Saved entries

#####

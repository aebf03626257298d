//! Plain-text rendering of forecasts, rankings and feature importance.

use aqi_core::AlertLevel;
use aqi_forecast::{FeatureImportance, Forecast, RiskRanking};
use aqi_utils::dates::{forecast_date, format_date};
use chrono::NaiveDate;
use std::fmt::Write;

fn alert_tag(level: AlertLevel) -> &'static str {
    match level {
        AlertLevel::Success => "OK",
        AlertLevel::Warning => "CAUTION",
        AlertLevel::Danger => "DANGER",
    }
}

/// Forecast table followed by one advisory line per day.
pub fn render_forecast(city: &str, forecast: &Forecast, issued: &NaiveDate) -> anyhow::Result<String> {
    let mut out = String::new();
    writeln!(out, "3-day AQI forecast for {} (issued {})", city, format_date(issued))?;
    writeln!(out, "{:<6} {:<10} {:<24} {}", "Day", "Date", "Predicted AQI", "Risk")?;
    for step in forecast.steps() {
        let date = forecast_date(issued, step.day)?;
        writeln!(
            out,
            "{:<6} {:<10} {:<24} {}",
            step.day_name(),
            format_date(&date),
            step.label.name(),
            step.risk_level()
        )?;
    }
    writeln!(out)?;
    for (day, advisory) in forecast.advisories() {
        writeln!(out, "[{}] Day {}: {}", alert_tag(advisory.level), day, advisory.message)?;
    }
    if let Some(peak) = forecast.peak() {
        writeln!(
            out,
            "Peak risk: {} ({}, risk {})",
            peak.day_name(),
            peak.label.name(),
            peak.risk_level()
        )?;
    }
    Ok(out)
}

/// Risk level per day as a horizontal bar.
pub fn render_trend(forecast: &Forecast) -> anyhow::Result<String> {
    let mut out = String::new();
    writeln!(out, "Risk trend")?;
    for (day, risk) in forecast.trend() {
        writeln!(out, "Day {} {:<5} {}", day, "#".repeat(risk as usize), risk)?;
    }
    Ok(out)
}

pub fn render_importance(importances: &[FeatureImportance]) -> anyhow::Result<String> {
    let mut out = String::new();
    writeln!(out, "Top {} features", importances.len())?;
    for fi in importances {
        writeln!(out, "{:<14} {:.4}", fi.feature, fi.importance)?;
    }
    Ok(out)
}

/// Ranking table; when `city` is given, a closing line with its place.
pub fn render_ranking(ranking: &RiskRanking, city: Option<&str>) -> anyhow::Result<String> {
    let mut out = String::new();
    writeln!(out, "City risk ranking")?;
    writeln!(out, "{:<4} {:<16} {:<24} {}", "#", "City", "AQI", "Risk")?;
    for (i, entry) in ranking.entries().iter().enumerate() {
        writeln!(
            out,
            "{:<4} {:<16} {:<24} {}",
            i + 1,
            entry.location,
            entry.label.name(),
            entry.risk_level
        )?;
    }
    if let Some(city) = city {
        if let Some(pos) = ranking.position(city) {
            writeln!(out, "{} ranks {} of {}", city, pos + 1, ranking.len())?;
        }
    }
    Ok(out)
}

#[cfg(test)]
mod tests {
    use super::*;
    use aqi_core::{CategoryLabel, Environment, FeatureRecord, LocationEncoder, PmLags};
    use aqi_forecast::{forecast, rank_locations, top_importances, LagState};

    fn lags() -> PmLags {
        PmLags {
            lag1: 150.0,
            lag3: 100.0,
            lag7: 110.0,
            roll3: 120.0,
            roll7: 110.0,
        }
    }

    fn env() -> Environment {
        Environment {
            temperature: 36.0,
            humidity: 50.0,
            wind_speed: 5.0,
            pm10: 90.0,
            no2: 120.0,
            o3: 50.0,
            so2: 25.0,
            co: 1.0,
        }
    }

    fn good_then_moderate(r: &FeatureRecord) -> aqi_core::Result<CategoryLabel> {
        Ok(if r.pm2_5_lag1 > 100.0 {
            CategoryLabel::Good
        } else {
            CategoryLabel::Moderate
        })
    }

    #[test]
    fn forecast_report_lists_dates_and_advisories() {
        let fc = forecast(LagState::new(lags()), &env(), 0, &good_then_moderate).unwrap();
        let issued = NaiveDate::from_ymd_opt(2024, 11, 5).unwrap();
        let text = render_forecast("Lahore", &fc, &issued).unwrap();
        assert!(text.starts_with("3-day AQI forecast for Lahore (issued 2024-11-05)"));
        assert!(text.contains("2024-11-06"));
        assert!(text.contains("2024-11-08"));
        assert!(text.contains("[OK] Day 1: Safe for outdoor activities"));
        assert!(text.contains("[CAUTION] Day 2: Sensitive groups should be cautious"));
        assert!(text.contains("Peak risk: Day 2 (Moderate, risk 2)"));
    }

    #[test]
    fn trend_draws_one_bar_per_day() {
        let fc = forecast(LagState::new(lags()), &env(), 0, &good_then_moderate).unwrap();
        let text = render_trend(&fc).unwrap();
        assert!(text.contains("Day 1 #     1"));
        assert!(text.contains("Day 2 ##    2"));
    }

    #[test]
    fn ranking_report_is_numbered() {
        let locations = LocationEncoder::new(vec!["Karachi".to_string(), "Lahore".to_string()]).unwrap();
        let by_code = |r: &FeatureRecord| -> aqi_core::Result<CategoryLabel> {
            Ok(if r.location_code == 1 {
                CategoryLabel::VeryUnhealthy
            } else {
                CategoryLabel::Good
            })
        };
        let ranking = rank_locations(&lags(), &env(), &locations, &by_code).unwrap();
        let text = render_ranking(&ranking, None).unwrap();
        let rows: Vec<&str> = text.lines().skip(2).collect();
        assert_eq!(rows.len(), 2);
        assert!(rows[0].starts_with("1    Lahore"));
        assert!(rows[1].starts_with("2    Karachi"));

        let text = render_ranking(&ranking, Some("Karachi")).unwrap();
        assert_eq!(text.lines().last(), Some("Karachi ranks 2 of 2"));
        let text = render_ranking(&ranking, Some("Gotham")).unwrap();
        assert_eq!(text.lines().count(), 4);
    }

    #[test]
    fn importance_report_has_a_row_per_feature() {
        let weights = [0.30, 0.04, 0.03, 0.22, 0.05, 0.03, 0.04, 0.09, 0.12, 0.03, 0.01, 0.01, 0.01, 0.02];
        let top = top_importances(&weights, 3).unwrap();
        let text = render_importance(&top).unwrap();
        assert_eq!(text.lines().count(), 4);
        assert!(text.contains("pm2_5_lag1     0.3000"));
    }
}
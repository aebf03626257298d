//! Forecast configuration, optionally read from a JSON file.
//!
//! ```json
//! { "rolling_window": "full_history", "top_features": 5 }
//! ```

use serde::{Deserialize, Serialize};
use std::path::{Path, PathBuf};
use thiserror::Error;

/// How lag and rolling-average inputs are carried from one forecast day to
/// the next.
#[derive(Debug, Default, PartialEq, Eq, Clone, Copy, Serialize, Deserialize)]
#[serde(rename_all = "snake_case")]
pub enum RollingWindow {
    /// Three-slot shift register; the 7-day mean is approximated by the
    /// mean of the same three slots.
    #[default]
    ShiftRegister,
    /// Seven real daily PM2.5 values; lags and both means come from a true
    /// 7-day window.
    FullHistory,
}

#[derive(Debug, PartialEq, Clone, Serialize, Deserialize)]
#[serde(default)]
pub struct ForecastConfig {
    pub rolling_window: RollingWindow,
    /// Number of rows in the feature importance view
    pub top_features: usize,
}

impl Default for ForecastConfig {
    fn default() -> Self {
        ForecastConfig {
            rolling_window: RollingWindow::ShiftRegister,
            top_features: 7,
        }
    }
}

#[derive(Error, Debug)]
pub enum ConfigError {
    #[error("failed to read config {path}: {source}")]
    Io {
        path: PathBuf,
        #[source]
        source: std::io::Error,
    },

    #[error("invalid config JSON: {0}")]
    Parse(#[from] serde_json::Error),

    #[error("invalid config: {0}")]
    Invalid(String),
}

impl ForecastConfig {
    pub fn from_json(json: &str) -> Result<Self, ConfigError> {
        let config: ForecastConfig = serde_json::from_str(json)?;
        if config.top_features == 0 {
            return Err(ConfigError::Invalid("top_features must be at least 1".to_string()));
        }
        Ok(config)
    }

    pub fn load(path: &Path) -> Result<Self, ConfigError> {
        let data = std::fs::read_to_string(path).map_err(|source| ConfigError::Io {
            path: path.to_path_buf(),
            source,
        })?;
        let config = ForecastConfig::from_json(&data)?;
        log::info!(
            "[AQI Debug] config: loaded {} ({:?}, top {} features)",
            path.display(),
            config.rolling_window,
            config.top_features
        );
        Ok(config)
    }
}
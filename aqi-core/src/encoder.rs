//! Label encoders shipped alongside a trained model.
//!
//! Both encoders are a plain list of class names; a class's code is its
//! position in the list. The JSON form is `{"classes": ["...", ...]}`.

use crate::category::CategoryLabel;
use crate::error::{AqiError, Result};
use serde::{Deserialize, Serialize};
use std::collections::HashSet;

/// Raw on-disk form of either encoder.
#[derive(Debug, Deserialize)]
pub struct EncoderClasses {
    pub classes: Vec<String>,
}

fn check_unique(classes: &[String]) -> Result<()> {
    let mut seen = HashSet::new();
    for c in classes {
        if !seen.insert(c.as_str()) {
            return Err(AqiError::DuplicateClass(c.clone()));
        }
    }
    Ok(())
}

/// Maps location (city) names to the integer code used as a model feature.
///
/// The class list is also the closed set of known locations, enumerated in
/// code order.
#[derive(Debug, PartialEq, Clone, Serialize, Deserialize)]
#[serde(try_from = "EncoderClasses")]
pub struct LocationEncoder {
    classes: Vec<String>,
}

impl TryFrom<EncoderClasses> for LocationEncoder {
    type Error = AqiError;

    fn try_from(value: EncoderClasses) -> Result<Self> {
        LocationEncoder::new(value.classes)
    }
}

impl LocationEncoder {
    pub fn new(classes: Vec<String>) -> Result<Self> {
        check_unique(&classes)?;
        Ok(LocationEncoder { classes })
    }

    pub fn encode(&self, location: &str) -> Result<usize> {
        self.classes
            .iter()
            .position(|c| c == location)
            .ok_or_else(|| AqiError::UnknownLocation(location.to_string()))
    }

    pub fn decode(&self, code: usize) -> Result<&str> {
        self.classes
            .get(code)
            .map(String::as_str)
            .ok_or(AqiError::UnknownLocationCode(code))
    }

    /// Known locations in code order.
    pub fn locations(&self) -> &[String] {
        &self.classes
    }

    pub fn len(&self) -> usize {
        self.classes.len()
    }

    pub fn is_empty(&self) -> bool {
        self.classes.is_empty()
    }
}

/// Decodes the model's integer output into a [`CategoryLabel`].
#[derive(Debug, PartialEq, Clone, Serialize, Deserialize)]
#[serde(try_from = "EncoderClasses")]
pub struct LabelEncoder {
    classes: Vec<String>,
}

impl TryFrom<EncoderClasses> for LabelEncoder {
    type Error = AqiError;

    fn try_from(value: EncoderClasses) -> Result<Self> {
        LabelEncoder::new(value.classes)
    }
}

impl LabelEncoder {
    pub fn new(classes: Vec<String>) -> Result<Self> {
        check_unique(&classes)?;
        Ok(LabelEncoder { classes })
    }

    /// Decode a class index.
    ///
    /// Fails with a configuration error when the index is out of range or
    /// the class name has no entry in the category table.
    pub fn decode(&self, index: usize) -> Result<CategoryLabel> {
        let name = self.classes.get(index).ok_or(AqiError::UnknownClassIndex {
            index,
            classes: self.classes.len(),
        })?;
        CategoryLabel::from_name(name)
    }

    /// Class names that do not map to a [`CategoryLabel`].
    pub fn unmapped_classes(&self) -> Vec<&str> {
        self.classes
            .iter()
            .filter(|c| CategoryLabel::from_name(c).is_err())
            .map(String::as_str)
            .collect()
    }

    pub fn classes(&self) -> &[String] {
        &self.classes
    }

    pub fn len(&self) -> usize {
        self.classes.len()
    }

    pub fn is_empty(&self) -> bool {
        self.classes.is_empty()
    }
}
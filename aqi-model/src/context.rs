//! The loaded model bundle shared by every forecast and ranking run.

use crate::error::{ModelError, Result};
use crate::forest::RandomForest;
use crate::scaler::StandardScaler;
use crate::{Model, LABEL_ENCODER_FILE, LOCATION_ENCODER_FILE, MODEL_FILE, SCALER_FILE};
use aqi_core::{CategoryLabel, Classify, FeatureRecord, LabelEncoder, LocationEncoder, FEATURE_COUNT};
use log::{debug, info, warn};
use serde::de::DeserializeOwned;
use std::path::Path;

/// Demo forest for eight Pakistani cities, embedded at compile time.
pub static DEMO_MODEL: &str = include_str!("../../fixtures/demo-model/model.json");
pub static DEMO_CITY_ENCODER: &str = include_str!("../../fixtures/demo-model/city_encoder.json");
pub static DEMO_AQI_ENCODER: &str = include_str!("../../fixtures/demo-model/aqi_encoder.json");

/// Classifier, encoders and optional scaler, loaded once and read-only
/// afterwards.
///
/// Implements [`Classify`]: a feature row is scaled (when a scaler was
/// shipped), run through the model, and the class index decoded into a
/// [`CategoryLabel`].
#[derive(Debug)]
pub struct ModelContext {
    model: Box<dyn Model>,
    locations: LocationEncoder,
    labels: LabelEncoder,
    scaler: Option<StandardScaler>,
}

fn parse_encoder<T: DeserializeOwned>(json: &str, artifact: &str) -> Result<T> {
    serde_json::from_str(json).map_err(|source| ModelError::Json {
        artifact: artifact.to_string(),
        source,
    })
}

fn read_artifact(dir: &Path, file: &str) -> Result<String> {
    let path = dir.join(file);
    std::fs::read_to_string(&path).map_err(|source| ModelError::Io { path, source })
}

impl ModelContext {
    pub fn new(
        model: Box<dyn Model>,
        locations: LocationEncoder,
        labels: LabelEncoder,
        scaler: Option<StandardScaler>,
    ) -> Result<Self> {
        if model.n_features() != FEATURE_COUNT {
            return Err(ModelError::InvalidArtifact(format!(
                "model expects {} features, feature records have {}",
                model.n_features(),
                FEATURE_COUNT
            )));
        }
        if model.n_classes() != labels.len() {
            return Err(ModelError::InvalidArtifact(format!(
                "model has {} classes but the label encoder has {}",
                model.n_classes(),
                labels.len()
            )));
        }
        if locations.is_empty() {
            return Err(ModelError::InvalidArtifact(
                "location encoder has no classes".to_string(),
            ));
        }
        let unmapped = labels.unmapped_classes();
        if !unmapped.is_empty() {
            warn!(
                "[AQI Debug] model: label encoder classes without a category mapping: {:?}",
                unmapped
            );
        }
        Ok(Self {
            model,
            locations,
            labels,
            scaler,
        })
    }

    /// Build a context from artifact JSON strings.
    pub fn from_json_parts(
        model_json: &str,
        location_json: &str,
        label_json: &str,
        scaler_json: Option<&str>,
    ) -> Result<Self> {
        let model = RandomForest::from_json(model_json)?;
        let locations: LocationEncoder = parse_encoder(location_json, LOCATION_ENCODER_FILE)?;
        let labels: LabelEncoder = parse_encoder(label_json, LABEL_ENCODER_FILE)?;
        let scaler = scaler_json.map(StandardScaler::from_json).transpose()?;
        info!(
            "[AQI Debug] model: loaded forest of {} trees, {} locations, {} labels, scaler: {}",
            model.n_trees(),
            locations.len(),
            labels.len(),
            scaler.is_some()
        );
        ModelContext::new(Box::new(model), locations, labels, scaler)
    }

    /// Load the artifacts from a model directory.
    ///
    /// The scaler file is optional: when it does not exist the context runs
    /// unscaled. A scaler file that exists but cannot be parsed is an error.
    pub fn load_dir(dir: &Path) -> Result<Self> {
        let model_json = read_artifact(dir, MODEL_FILE)?;
        let location_json = read_artifact(dir, LOCATION_ENCODER_FILE)?;
        let label_json = read_artifact(dir, LABEL_ENCODER_FILE)?;
        let scaler_path = dir.join(SCALER_FILE);
        let scaler_json = if scaler_path.exists() {
            Some(read_artifact(dir, SCALER_FILE)?)
        } else {
            debug!(
                "[AQI Debug] model: no {} in {}, using unscaled features",
                SCALER_FILE,
                dir.display()
            );
            None
        };
        ModelContext::from_json_parts(
            &model_json,
            &location_json,
            &label_json,
            scaler_json.as_deref(),
        )
    }

    /// The embedded demo model.
    pub fn demo() -> Result<Self> {
        ModelContext::from_json_parts(DEMO_MODEL, DEMO_CITY_ENCODER, DEMO_AQI_ENCODER, None)
    }

    pub fn locations(&self) -> &LocationEncoder {
        &self.locations
    }

    pub fn labels(&self) -> &LabelEncoder {
        &self.labels
    }

    pub fn is_scaled(&self) -> bool {
        self.scaler.is_some()
    }

    /// Per-feature importances in `FEATURE_NAMES` order, if the model has them.
    pub fn feature_importances(&self) -> Option<&[f64]> {
        self.model.feature_importances()
    }
}

impl Classify for ModelContext {
    fn classify(&self, record: &FeatureRecord) -> aqi_core::Result<CategoryLabel> {
        let row = match &self.scaler {
            Some(scaler) => scaler.transform(record),
            None => record.to_array(),
        };
        let class = self.model.predict(&row)?;
        self.labels.decode(class)
    }
}
//! AQI CLI - iterative air quality category forecasts and city risk ranking.

use clap::Parser;

#[derive(Parser)]
#[command(
    name = "aqi-cli",
    version,
    about = "AQI category forecast toolkit"
)]
struct Cli {
    #[command(subcommand)]
    command: aqi_cmd::Command,
}

fn main() -> anyhow::Result<()> {
    env_logger::init();
    let cli = Cli::parse();
    log::debug!("[AQI Debug] cli: {:?}", cli.command);
    aqi_cmd::run(cli.command)
}

#[cfg(test)]
mod tests {
    use super::*;
    use clap::CommandFactory;

    #[test]
    fn cli_definition_is_consistent() {
        Cli::command().debug_assert();
    }

    #[test]
    fn importance_count_must_be_positive() {
        assert!(Cli::try_parse_from(["aqi-cli", "importance", "-n", "0"]).is_err());
        let cli = Cli::try_parse_from(["aqi-cli", "importance", "-n", "3"]).unwrap();
        match cli.command {
            aqi_cmd::Command::Importance { top, .. } => assert_eq!(top, Some(3)),
            other => panic!("unexpected command {:?}", other),
        }
    }

    #[test]
    fn predict_parses_history_list() {
        let cli = Cli::try_parse_from([
            "aqi-cli", "predict", "--city", "Lahore", "--history", "70,60,50,40,30,20,10",
        ])
        .unwrap();
        match cli.command {
            aqi_cmd::Command::Predict { city, history, .. } => {
                assert_eq!(city, "Lahore");
                assert_eq!(history.map(|h| h.len()), Some(7));
            }
            other => panic!("unexpected command {:?}", other),
        }
    }
}
use leptos::prelude::*;

use crate::state::ChatState;

const UNTITLED_SESSION: &str = "گفتگوی بدون عنوان";

/// Session-history sidebar. Items are read-only in this version: the list
/// navigates nowhere and only mirrors the last successful fetch.
#[component]
pub fn Sidebar(open: ReadSignal<bool>) -> impl IntoView {
    let state = expect_context::<ChatState>();

    view! {
        <aside class="chat-sidebar" aria-hidden=move || (!open.get()).to_string()>
            <div class="chat-sidebar-inner">
                <button class="sidebar-new-chat" type="button" dir="rtl">
                    "گفتگوی جدید"
                </button>
                <div class="sidebar-chats">
                    <For
                        each=move || state.sessions.get()
                        key=|session| session.chat_id.clone()
                        let:session
                    >
                        <button class="sidebar-chat-item" type="button" dir="rtl">
                            {session.title.clone().unwrap_or_else(|| UNTITLED_SESSION.to_string())}
                        </button>
                    </For>
                </div>
            </div>
        </aside>
    }
}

#####

• [Exercise details]:
Check each line above for the word "entry" and copy every line that has it.

• [Solved problem]:
    for (i, entry) in ranking.entries().iter().enumerate() {
            entry.location,
            entry.label.name(),
            entry.risk_level
    /// the class name has no entry in the category table.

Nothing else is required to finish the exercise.